Gosh, I’m so out of the loop when it comes to new upcoming games and everything, and I’m trying to think of anything. Honestly, one of the things I do love [to do] that’s non-Rocket League usually on the weekends when I go to the RLCS studio [is] bring my golf clubs. Because LA has some really awesome courses, and I used to golf with Axeltoss every weekend. So if he’s still there — ‘cause he’s gonna have to find a different gig — I’ll love playing golf with him if he’s still up for it. That was something I always looked forward to, just chilling, playing golf with Axeltoss. He’s better than me at golf, too. He’s pretty good.

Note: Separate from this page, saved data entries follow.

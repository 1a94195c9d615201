//! Resource clients.
//!
//! Each client borrows a [`Svix`](crate::Svix) handle and maps one method to
//! one remote operation. Errors from the request pipeline are returned
//! unchanged.

mod application;
mod authentication;
mod endpoint;
mod event_type;
mod integration;
mod message;
mod message_attempt;
mod operational_webhook_endpoint;
mod statistics;

pub use application::{Application, ApplicationListOptions};
pub use authentication::Authentication;
pub use endpoint::{Endpoint, EndpointListOptions};
pub use event_type::{EventType, EventTypeDeleteOptions, EventTypeListOptions};
pub use integration::{Integration, IntegrationListOptions};
pub use message::{Message, MessageCreateOptions, MessageGetOptions, MessageListOptions};
pub use message_attempt::{
    AttemptedMessagesListOptions, DestinationsListOptions, MessageAttempt,
    MessageAttemptListOptions,
};
pub use operational_webhook_endpoint::{
    OperationalWebhookEndpoint, OperationalWebhookEndpointListOptions,
};
pub use statistics::Statistics;

/// Options shared by operations that create something.
#[derive(Debug, Clone, Default)]
pub struct PostOptions {
    /// Sent unchanged as the `idempotency-key` header.
    pub idempotency_key: Option<String>,
}

impl PostOptions {
    pub fn with_idempotency_key(key: impl Into<String>) -> Self {
        Self {
            idempotency_key: Some(key.into()),
        }
    }
}
impl Executor {
    pub(crate) fn new(
        client: reqwest::Client,
        base_url: Url,
        default_headers: HeaderMap,
        retry_schedule: Vec<Duration>,
        timeout: Duration,
        debug: bool,
    ) -> Self {
        Self {
            client,
            base_url,
            default_headers,
            retry_schedule,
            timeout,
            debug,
        }
    }

    /// Returns the server URL requests are sent to.
    pub fn base_url(&self) -> &Url {
        &self.base_url
    }

    /// Returns the delays between retries.
    pub fn retry_schedule(&self) -> &[Duration] {
        &self.retry_schedule
    }

    /// Executes a request and decodes the response body as `T`.
    ///
    /// Operations without a response body use `T = ()`; an empty body then
    /// decodes successfully.
    ///
    /// ## Errors
    ///
    /// Returns an error if:
    /// - A path placeholder has no value, or its value is a dot segment
    ///   (before any I/O)
    /// - A per-call header cannot be sent (before any I/O)
    /// - The request body cannot be encoded
    /// - Every attempt fails in transport, or the last status is non-2xx
    /// - The success body does not match `T`
    /// - `deadline` passes before the call completes
    #[instrument(
        name = "svix_request",
        skip_all,
        fields(
            http.method = %request.method(),
            http.url = tracing::field::Empty,
            http.status_code = tracing::field::Empty,
            otel.kind = "client",
            otel.status_code = tracing::field::Empty,
            svix.req_id = tracing::field::Empty,
        )
    )]
    pub async fn execute<T>(&self, mut request: Request, deadline: Option<Instant>) -> Result<T>
    where
        T: DeserializeOwned,
    {
        let url = request.url(&self.base_url)?;
        let headers = request.headers()?;
        let body = request.take_body()?;
        let req_id: u32 = rand::random();

        Span::current().record("http.url", url.as_str());
        Span::current().record("svix.req_id", req_id);

        if self.debug {
            if let Some(body) = &body {
                debug!(body = %String::from_utf8_lossy(body), "Request body");
            }
        }

        let started = Instant::now();
        let attempts = self.send_with_retries(
            request.method(),
            &url,
            &headers,
            body.as_deref(),
            req_id,
            deadline,
        );
        let response = match deadline {
            Some(deadline) => tokio::time::timeout_at(deadline, attempts)
                .await
                .map_err(|_| SvixError::DeadlineExceeded {
                    elapsed_ms: started.elapsed().as_millis() as u64,
                })??,
            None => attempts.await?,
        };

        Span::current().record("http.status_code", response.status);
        if self.debug {
            debug!(status = response.status, body = %response.body, "Response body");
        }

        if !response.is_success() {
            let otel_status = if response.status >= 500 {
                "ERROR"
            } else {
                "UNSET"
            };
            Span::current().record("otel.status_code", otel_status);
            return Err(HttpError::from_response(response.status, response.body).into());
        }

        Span::current().record("otel.status_code", "OK");
        decode(response)
    }

    /// Sends the request, retrying transport failures and 5xx responses
    /// with the configured delays.
    ///
    /// A retry whose delay would end past `deadline` is not attempted; the
    /// last outcome is returned instead.
    async fn send_with_retries(
        &self,
        method: RestMethod,
        url: &Url,
        headers: &HeaderMap,
        body: Option<&[u8]>,
        req_id: u32,
        deadline: Option<Instant>,
    ) -> Result<RawResponse> {
        let mut retry = 0usize;
        loop {
            let outcome = self.send_once(method, url, headers, body, req_id, retry).await;
            let retryable = match &outcome {
                Ok(response) => response.status >= 500,
                Err(e) => e.is_retryable(),
            };
            if !retryable {
                return outcome;
            }

            let Some(&delay) = self.retry_schedule.get(retry) else {
                return outcome;
            };
            if deadline.is_some_and(|d| Instant::now() + delay >= d) {
                return outcome;
            }

            retry += 1;
            warn!(
                retry,
                delay_ms = delay.as_millis() as u64,
                outcome = %describe(&outcome),
                "Retrying request"
            );
            tokio::time::sleep(delay).await;
        }
    }

    /// Performs a single attempt.
    async fn send_once(
        &self,
        method: RestMethod,
        url: &Url,
        headers: &HeaderMap,
        body: Option<&[u8]>,
        req_id: u32,
        retry: usize,
    ) -> Result<RawResponse> {
        let mut builder = self
            .client
            .request(method.into(), url.clone())
            .timeout(self.timeout)
            .headers(self.default_headers.clone())
            .header(REQ_ID_HEADER, req_id.to_string());

        if retry > 0 {
            builder = builder.header(RETRY_COUNT_HEADER, retry.to_string());
        }

        builder = builder.headers(headers.clone());

        if let Some(body) = body {
            builder = builder
                .header(CONTENT_TYPE, "application/json")
                .body(body.to_vec());
        }

        let response = builder.send().await.map_err(|e| self.transport_error(e))?;
        let status = response.status().as_u16();
        let body = response
            .text()
            .await
            .map_err(|e| self.transport_error(e))?;

        Ok(RawResponse { status, body })
    }

    fn transport_error(&self, err: reqwest::Error) -> SvixError {
        let err = if err.is_timeout() {
            ClientError::Timeout {
                duration_ms: self.timeout.as_millis() as u64,
            }
        } else if err.is_connect() {
            ClientError::Connection(err.to_string())
        } else {
            ClientError::Request(err)
        };
        err.into()
    }
}
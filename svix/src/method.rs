//! HTTP verbs used by the service.

use strum::{Display, EnumIter, EnumString};

/// The HTTP methods the service's operations use.
///
/// ## Examples
///
/// ```rust
/// use svix::RestMethod;
///
/// assert!(RestMethod::Post.accepts_idempotency_key());
/// assert!(!RestMethod::Put.accepts_idempotency_key());
///
/// let parsed: RestMethod = "DELETE".parse().unwrap();
/// assert_eq!(parsed, RestMethod::Delete);
/// ```
#[derive(Debug, Clone, Copy, PartialEq, Eq, Hash, Display, EnumIter, EnumString)]
#[strum(serialize_all = "UPPERCASE")]
pub enum RestMethod {
    /// Retrieve a resource or a page of resources.
    Get,
    /// Create a resource or trigger an action.
    Post,
    /// Replace a resource.
    Put,
    /// Partially update a resource.
    Patch,
    /// Remove a resource.
    Delete,
}

impl RestMethod {
    /// Returns `true` if the service honors an `idempotency-key` header for
    /// this method. Only `POST` requests are deduplicated.
    pub fn accepts_idempotency_key(&self) -> bool {
        matches!(self, Self::Post)
    }
}

impl From<RestMethod> for reqwest::Method {
    fn from(method: RestMethod) -> Self {
        match method {
            RestMethod::Get => reqwest::Method::GET,
            RestMethod::Post => reqwest::Method::POST,
            RestMethod::Put => reqwest::Method::PUT,
            RestMethod::Patch => reqwest::Method::PATCH,
            RestMethod::Delete => reqwest::Method::DELETE,
        }
    }
}

#[cfg(test)]
mod tests {
    use super::*;
    use strum::IntoEnumIterator;

    #[test]
    fn test_display() {
        assert_eq!(RestMethod::Get.to_string(), "GET");
        assert_eq!(RestMethod::Patch.to_string(), "PATCH");
        assert_eq!(RestMethod::Delete.to_string(), "DELETE");
    }

    #[test]
    fn test_parse() {
        assert_eq!("PUT".parse::<RestMethod>().unwrap(), RestMethod::Put);
        assert!("TRACE".parse::<RestMethod>().is_err());
    }

    #[test]
    fn test_only_post_accepts_idempotency_key() {
        let accepting: Vec<_> = RestMethod::iter()
            .filter(RestMethod::accepts_idempotency_key)
            .collect();
        assert_eq!(accepting, vec![RestMethod::Post]);
    }

    #[test]
    fn test_into_reqwest_method() {
        for method in RestMethod::iter() {
            assert_eq!(reqwest::Method::from(method).as_str(), method.to_string());
        }
    }
}
//! Tri-state field values for partial updates.

use serde::{Deserialize, Deserializer, Serialize, Serializer};

/// A field that can be left out, sent as `null`, or sent with a value.
///
/// Patch payloads need three states: an absent field leaves the stored
/// value untouched, an explicit `null` clears it, and a value replaces it.
/// Fields of this type must be declared with
/// `#[serde(default, skip_serializing_if = "Nullable::is_absent")]`.
///
/// ## Examples
///
/// ```rust
/// use svix::models::{ApplicationPatch, Nullable};
///
/// let patch = ApplicationPatch {
///     uid: Nullable::Null,
///     rate_limit: Nullable::Value(10),
///     ..Default::default()
/// };
/// let json = serde_json::to_value(&patch).unwrap();
/// assert_eq!(json, serde_json::json!({ "uid": null, "rateLimit": 10 }));
/// ```
#[derive(Debug, Clone, Copy, PartialEq, Eq, Hash)]
pub enum Nullable<T> {
    /// The field is not sent.
    Absent,
    /// The field is sent as `null`.
    Null,
    /// The field is sent with a value.
    Value(T),
}

impl<T> Nullable<T> {
    /// Returns `true` if the field is left out.
    pub fn is_absent(&self) -> bool {
        matches!(self, Self::Absent)
    }

    /// Returns `true` if the field is an explicit `null`.
    pub fn is_null(&self) -> bool {
        matches!(self, Self::Null)
    }

    /// Returns the value, if one is set.
    pub fn as_value(&self) -> Option<&T> {
        match self {
            Self::Value(v) => Some(v),
            _ => None,
        }
    }

    /// Collapses `Absent` and `Null` into `None`.
    pub fn into_option(self) -> Option<T> {
        match self {
            Self::Value(v) => Some(v),
            _ => None,
        }
    }

    pub fn map<U>(self, f: impl FnOnce(T) -> U) -> Nullable<U> {
        match self {
            Self::Absent => Nullable::Absent,
            Self::Null => Nullable::Null,
            Self::Value(v) => Nullable::Value(f(v)),
        }
    }
}

impl<T> Default for Nullable<T> {
    fn default() -> Self {
        Self::Absent
    }
}

impl<T> From<T> for Nullable<T> {
    fn from(value: T) -> Self {
        Self::Value(value)
    }
}

/// `None` maps to an explicit `null`, not to an absent field.
impl<T> From<Option<T>> for Nullable<T> {
    fn from(value: Option<T>) -> Self {
        match value {
            Some(v) => Self::Value(v),
            None => Self::Null,
        }
    }
}

impl<T: Serialize> Serialize for Nullable<T> {
    fn serialize<S: Serializer>(&self, serializer: S) -> Result<S::Ok, S::Error> {
        match self {
            Self::Value(v) => serializer.serialize_some(v),
            Self::Absent | Self::Null => serializer.serialize_none(),
        }
    }
}

impl<'de, T: Deserialize<'de>> Deserialize<'de> for Nullable<T> {
    fn deserialize<D: Deserializer<'de>>(deserializer: D) -> Result<Self, D::Error> {
        Ok(Option::<T>::deserialize(deserializer)?.into())
    }
}

/// Generates all three states, for property tests of patch payloads.
#[cfg(test)]
pub(crate) fn arb_nullable<T, S>(
    inner: S,
) -> impl proptest::strategy::Strategy<Value = Nullable<T>>
where
    T: Clone + std::fmt::Debug,
    S: proptest::strategy::Strategy<Value = T>,
{
    use proptest::prelude::*;

    prop_oneof![
        Just(Nullable::Absent),
        Just(Nullable::Null),
        inner.prop_map(Nullable::Value),
    ]
}
use super::PostOptions;
use crate::client::{Request, Svix};
use crate::error::Result;
use crate::method::RestMethod;
use crate::models::{AppUsageStatsIn, AppUsageStatsOut, BackgroundTaskOut};

/// Usage statistics for the environment.
pub struct Statistics<'a> {
    svix: &'a Svix,
}

impl<'a> Statistics<'a> {
    pub(crate) fn new(svix: &'a Svix) -> Self {
        Self { svix }
    }

    /// Starts a background task that aggregates message usage per
    /// application over the given window.
    pub async fn aggregate_app_stats(
        &self,
        stats_in: AppUsageStatsIn,
        options: PostOptions,
    ) -> Result<AppUsageStatsOut> {
        Request::new(RestMethod::Post, "/api/v1/stats/usage/app")
            .with_idempotency_key(options.idempotency_key)
            .with_body(&stats_in)
            .execute(self.svix)
            .await
    }

    /// Starts a background task that lists the event types each application
    /// has sent.
    pub async fn aggregate_event_types(&self) -> Result<BackgroundTaskOut> {
        Request::new(RestMethod::Put, "/api/v1/stats/usage/event-types")
            .execute(self.svix)
            .await
    }
}
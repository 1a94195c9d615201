//! Event type payloads.

use chrono::{DateTime, Utc};
use serde::{Deserialize, Serialize};

use super::Nullable;

/// JSON schemas of an event type, keyed by version (e.g. `"1"`).
pub type Schemas = serde_json::Map<String, serde_json::Value>;

#[derive(Debug, Clone, Default, PartialEq, Serialize, Deserialize)]
#[serde(rename_all = "camelCase")]
pub struct EventTypeIn {
    /// The event type's name, e.g. `user.signup`.
    pub name: String,
    pub description: String,
    #[serde(default, skip_serializing_if = "Option::is_none")]
    pub archived: Option<bool>,
    #[serde(default, skip_serializing_if = "Option::is_none")]
    pub deprecated: Option<bool>,
    #[serde(default, skip_serializing_if = "Option::is_none")]
    pub schemas: Option<Schemas>,
    #[serde(default, skip_serializing_if = "Option::is_none")]
    pub feature_flag: Option<String>,
    #[serde(default, skip_serializing_if = "Option::is_none")]
    pub group_name: Option<String>,
}

impl EventTypeIn {
    pub fn new(name: impl Into<String>, description: impl Into<String>) -> Self {
        Self {
            name: name.into(),
            description: description.into(),
            ..Default::default()
        }
    }
}

#[derive(Debug, Clone, PartialEq, Serialize, Deserialize)]
#[serde(rename_all = "camelCase")]
pub struct EventTypeOut {
    pub name: String,
    pub description: String,
    pub archived: bool,
    pub deprecated: bool,
    #[serde(default, skip_serializing_if = "Option::is_none")]
    pub schemas: Option<Schemas>,
    #[serde(default, skip_serializing_if = "Option::is_none")]
    pub feature_flag: Option<String>,
    #[serde(default, skip_serializing_if = "Option::is_none")]
    pub group_name: Option<String>,
    pub created_at: DateTime<Utc>,
    pub updated_at: DateTime<Utc>,
}

#[derive(Debug, Clone, Default, PartialEq, Serialize, Deserialize)]
#[serde(rename_all = "camelCase")]
pub struct EventTypeUpdate {
    pub description: String,
    #[serde(default, skip_serializing_if = "Option::is_none")]
    pub archived: Option<bool>,
    #[serde(default, skip_serializing_if = "Option::is_none")]
    pub deprecated: Option<bool>,
    #[serde(default, skip_serializing_if = "Option::is_none")]
    pub schemas: Option<Schemas>,
    #[serde(default, skip_serializing_if = "Option::is_none")]
    pub feature_flag: Option<String>,
    #[serde(default, skip_serializing_if = "Option::is_none")]
    pub group_name: Option<String>,
}

/// Partial update of an event type.
#[derive(Debug, Clone, Default, PartialEq, Serialize, Deserialize)]
#[serde(rename_all = "camelCase")]
pub struct EventTypePatch {
    #[serde(default, skip_serializing_if = "Option::is_none")]
    pub description: Option<String>,
    #[serde(default, skip_serializing_if = "Option::is_none")]
    pub archived: Option<bool>,
    #[serde(default, skip_serializing_if = "Option::is_none")]
    pub deprecated: Option<bool>,
    #[serde(default, skip_serializing_if = "Nullable::is_absent")]
    pub schemas: Nullable<Schemas>,
    #[serde(default, skip_serializing_if = "Nullable::is_absent")]
    pub feature_flag: Nullable<String>,
    #[serde(default, skip_serializing_if = "Nullable::is_absent")]
    pub group_name: Nullable<String>,
}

I love what I’m doing at Twitch and I love what I’m doing with casting. It is a lot on my plate, so it can be difficult, but I don’t want anything to change.

What do you see in your future? Do you want to stay in esports for as long as possible, or do you want to try out new things?

I still have a lot of things I’d like to accomplish in esports. Like with Gold Rush, I love being able to create things from scratch. That’s one of the things I loved about being a graphic designer and a web designer. Making something from nothing. And that’s what Gold Rush is, making those events from thin air, making them happen, converting an idea into a reality. I love what I’m doing at Twitch and I love what I’m doing with casting. It is a lot on my plate, so it can be difficult, but I don’t want anything to change. But if things do change, I would still see myself going into esports as just a hobby. Whether or not I have an RLCS casting contract or whether or not I’m employed at Twitch, I will always be doing esports stuff. I love it. It’s just fun for me.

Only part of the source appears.